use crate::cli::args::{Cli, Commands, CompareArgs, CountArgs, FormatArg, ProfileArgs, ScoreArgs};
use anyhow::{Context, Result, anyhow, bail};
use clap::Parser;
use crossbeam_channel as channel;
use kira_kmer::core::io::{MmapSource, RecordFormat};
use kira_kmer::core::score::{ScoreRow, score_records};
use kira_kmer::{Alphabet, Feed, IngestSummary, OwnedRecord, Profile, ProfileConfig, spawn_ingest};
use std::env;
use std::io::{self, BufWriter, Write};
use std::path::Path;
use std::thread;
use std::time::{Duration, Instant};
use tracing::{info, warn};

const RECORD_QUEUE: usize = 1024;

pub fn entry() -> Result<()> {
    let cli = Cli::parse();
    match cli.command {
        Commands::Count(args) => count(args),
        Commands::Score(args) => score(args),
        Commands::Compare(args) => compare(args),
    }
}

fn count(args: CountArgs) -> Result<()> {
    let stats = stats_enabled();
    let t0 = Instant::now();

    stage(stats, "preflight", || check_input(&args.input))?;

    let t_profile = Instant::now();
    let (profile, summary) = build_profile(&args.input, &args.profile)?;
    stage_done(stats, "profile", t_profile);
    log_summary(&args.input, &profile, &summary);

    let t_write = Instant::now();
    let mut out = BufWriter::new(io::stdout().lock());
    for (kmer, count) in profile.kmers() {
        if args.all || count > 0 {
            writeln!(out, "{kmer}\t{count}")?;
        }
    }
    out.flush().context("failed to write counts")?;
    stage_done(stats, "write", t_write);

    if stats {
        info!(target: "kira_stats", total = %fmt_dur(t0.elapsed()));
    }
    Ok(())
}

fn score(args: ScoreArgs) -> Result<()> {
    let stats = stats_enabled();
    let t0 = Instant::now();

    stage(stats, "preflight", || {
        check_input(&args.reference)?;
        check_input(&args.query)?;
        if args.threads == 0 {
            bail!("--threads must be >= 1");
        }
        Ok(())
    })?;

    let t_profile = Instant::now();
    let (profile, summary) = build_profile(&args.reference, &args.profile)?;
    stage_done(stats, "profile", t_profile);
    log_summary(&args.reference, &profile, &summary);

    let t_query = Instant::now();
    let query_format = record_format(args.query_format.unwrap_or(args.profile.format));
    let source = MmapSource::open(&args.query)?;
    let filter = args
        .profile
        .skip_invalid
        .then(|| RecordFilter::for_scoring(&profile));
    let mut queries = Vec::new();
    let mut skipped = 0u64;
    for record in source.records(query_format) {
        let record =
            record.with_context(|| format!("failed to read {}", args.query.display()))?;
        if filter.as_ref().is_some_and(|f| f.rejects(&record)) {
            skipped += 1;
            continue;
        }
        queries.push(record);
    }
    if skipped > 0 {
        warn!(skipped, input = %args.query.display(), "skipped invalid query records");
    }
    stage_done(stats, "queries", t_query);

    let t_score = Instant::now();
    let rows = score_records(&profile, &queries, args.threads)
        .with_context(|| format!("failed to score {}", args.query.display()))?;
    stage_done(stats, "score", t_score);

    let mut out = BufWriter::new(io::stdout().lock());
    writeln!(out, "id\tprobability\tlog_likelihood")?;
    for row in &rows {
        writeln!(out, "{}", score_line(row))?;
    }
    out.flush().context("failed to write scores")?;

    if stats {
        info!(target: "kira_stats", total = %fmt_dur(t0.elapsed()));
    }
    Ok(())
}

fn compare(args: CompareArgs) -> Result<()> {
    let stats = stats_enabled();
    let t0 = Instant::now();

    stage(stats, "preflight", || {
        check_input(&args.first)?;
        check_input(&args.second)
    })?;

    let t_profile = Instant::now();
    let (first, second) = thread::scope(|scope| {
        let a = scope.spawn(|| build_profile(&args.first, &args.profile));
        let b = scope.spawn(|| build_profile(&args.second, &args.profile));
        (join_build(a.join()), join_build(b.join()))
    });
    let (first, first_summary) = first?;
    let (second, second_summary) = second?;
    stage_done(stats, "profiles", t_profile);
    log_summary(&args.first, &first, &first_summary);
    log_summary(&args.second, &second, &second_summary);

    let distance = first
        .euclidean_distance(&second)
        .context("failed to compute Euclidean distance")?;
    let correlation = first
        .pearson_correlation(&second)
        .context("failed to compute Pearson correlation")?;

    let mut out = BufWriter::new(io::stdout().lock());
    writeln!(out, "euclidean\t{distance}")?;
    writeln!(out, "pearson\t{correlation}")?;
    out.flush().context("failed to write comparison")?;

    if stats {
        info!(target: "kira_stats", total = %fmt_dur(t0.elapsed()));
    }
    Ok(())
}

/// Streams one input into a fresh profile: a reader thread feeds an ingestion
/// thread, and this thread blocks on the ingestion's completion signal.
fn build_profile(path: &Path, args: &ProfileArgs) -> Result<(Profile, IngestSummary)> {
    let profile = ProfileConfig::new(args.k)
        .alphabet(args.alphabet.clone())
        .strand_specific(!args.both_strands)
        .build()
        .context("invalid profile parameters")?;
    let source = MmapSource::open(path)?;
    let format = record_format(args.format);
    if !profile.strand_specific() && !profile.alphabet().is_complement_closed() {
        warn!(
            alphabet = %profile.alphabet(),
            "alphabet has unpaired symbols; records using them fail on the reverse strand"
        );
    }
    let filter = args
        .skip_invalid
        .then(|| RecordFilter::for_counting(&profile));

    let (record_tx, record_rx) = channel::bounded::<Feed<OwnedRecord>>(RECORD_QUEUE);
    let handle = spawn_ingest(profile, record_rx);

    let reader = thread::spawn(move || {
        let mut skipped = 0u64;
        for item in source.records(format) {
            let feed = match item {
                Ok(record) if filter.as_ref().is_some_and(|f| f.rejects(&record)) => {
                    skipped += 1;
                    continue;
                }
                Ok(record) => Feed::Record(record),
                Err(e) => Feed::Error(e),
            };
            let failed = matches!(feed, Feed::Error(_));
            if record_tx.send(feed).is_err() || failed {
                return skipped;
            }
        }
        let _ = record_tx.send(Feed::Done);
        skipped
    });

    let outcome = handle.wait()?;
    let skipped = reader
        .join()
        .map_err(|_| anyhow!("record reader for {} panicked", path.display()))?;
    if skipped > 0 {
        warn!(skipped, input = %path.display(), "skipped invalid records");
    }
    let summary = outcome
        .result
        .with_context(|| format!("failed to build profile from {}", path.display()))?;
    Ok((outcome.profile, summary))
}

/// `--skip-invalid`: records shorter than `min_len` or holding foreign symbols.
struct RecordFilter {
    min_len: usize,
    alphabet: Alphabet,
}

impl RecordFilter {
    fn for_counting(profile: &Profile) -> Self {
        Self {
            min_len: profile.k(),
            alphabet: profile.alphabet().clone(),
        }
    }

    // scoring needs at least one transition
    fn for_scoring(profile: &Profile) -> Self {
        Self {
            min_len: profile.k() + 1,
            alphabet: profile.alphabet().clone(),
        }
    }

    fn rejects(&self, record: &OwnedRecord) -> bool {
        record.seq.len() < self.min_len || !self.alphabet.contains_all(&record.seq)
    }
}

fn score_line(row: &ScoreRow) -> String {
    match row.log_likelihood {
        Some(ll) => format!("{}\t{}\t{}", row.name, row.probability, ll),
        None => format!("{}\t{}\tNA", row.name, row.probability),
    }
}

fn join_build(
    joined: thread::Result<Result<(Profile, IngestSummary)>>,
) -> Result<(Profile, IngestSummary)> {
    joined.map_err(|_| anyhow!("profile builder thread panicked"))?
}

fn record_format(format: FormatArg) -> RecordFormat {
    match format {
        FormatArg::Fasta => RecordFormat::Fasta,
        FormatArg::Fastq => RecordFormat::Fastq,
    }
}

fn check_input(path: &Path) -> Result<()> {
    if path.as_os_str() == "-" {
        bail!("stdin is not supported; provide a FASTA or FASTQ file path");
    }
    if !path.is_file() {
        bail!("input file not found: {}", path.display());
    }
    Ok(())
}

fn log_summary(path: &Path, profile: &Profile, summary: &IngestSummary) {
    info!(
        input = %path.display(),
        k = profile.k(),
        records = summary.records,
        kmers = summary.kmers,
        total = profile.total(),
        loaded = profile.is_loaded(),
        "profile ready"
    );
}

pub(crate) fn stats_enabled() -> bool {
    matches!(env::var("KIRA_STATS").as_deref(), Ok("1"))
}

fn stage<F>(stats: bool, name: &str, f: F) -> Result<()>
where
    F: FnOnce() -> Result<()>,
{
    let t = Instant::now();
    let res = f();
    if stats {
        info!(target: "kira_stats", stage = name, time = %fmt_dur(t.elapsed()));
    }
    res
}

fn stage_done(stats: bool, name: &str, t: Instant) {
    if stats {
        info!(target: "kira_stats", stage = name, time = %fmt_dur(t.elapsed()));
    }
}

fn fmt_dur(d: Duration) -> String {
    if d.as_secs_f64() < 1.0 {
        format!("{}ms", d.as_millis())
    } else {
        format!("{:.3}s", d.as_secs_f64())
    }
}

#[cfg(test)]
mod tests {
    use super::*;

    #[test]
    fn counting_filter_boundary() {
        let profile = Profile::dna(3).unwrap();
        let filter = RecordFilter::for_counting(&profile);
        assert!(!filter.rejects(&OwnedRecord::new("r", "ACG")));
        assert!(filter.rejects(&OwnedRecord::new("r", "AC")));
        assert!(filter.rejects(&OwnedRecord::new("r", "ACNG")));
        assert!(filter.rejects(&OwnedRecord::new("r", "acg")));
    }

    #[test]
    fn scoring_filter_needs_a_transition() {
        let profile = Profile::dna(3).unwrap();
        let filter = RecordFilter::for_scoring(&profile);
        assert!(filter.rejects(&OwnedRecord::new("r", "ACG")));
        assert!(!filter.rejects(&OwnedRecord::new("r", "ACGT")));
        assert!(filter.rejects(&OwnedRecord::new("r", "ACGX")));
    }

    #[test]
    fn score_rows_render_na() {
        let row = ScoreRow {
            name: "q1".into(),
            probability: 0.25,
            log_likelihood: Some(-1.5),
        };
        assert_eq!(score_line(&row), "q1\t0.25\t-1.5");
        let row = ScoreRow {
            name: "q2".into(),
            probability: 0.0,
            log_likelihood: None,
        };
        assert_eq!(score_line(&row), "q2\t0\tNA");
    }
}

- [Task to complete] Reproduce word for word the lines of the records above, beginning at the first and ending with the line where "use std::thread;" appears, and nothing past it.

- [Answer section]
use crate::cli::args::{Cli, Commands, CompareArgs, CountArgs, FormatArg, ProfileArgs, ScoreArgs};
use anyhow::{Context, Result, anyhow, bail};
use clap::Parser;
use crossbeam_channel as channel;
use kira_kmer::core::io::{MmapSource, RecordFormat};
use kira_kmer::core::score::{ScoreRow, score_records};
use kira_kmer::{Alphabet, Feed, IngestSummary, OwnedRecord, Profile, ProfileConfig, spawn_ingest};
use std::env;
use std::io::{self, BufWriter, Write};
use std::path::Path;
use std::thread;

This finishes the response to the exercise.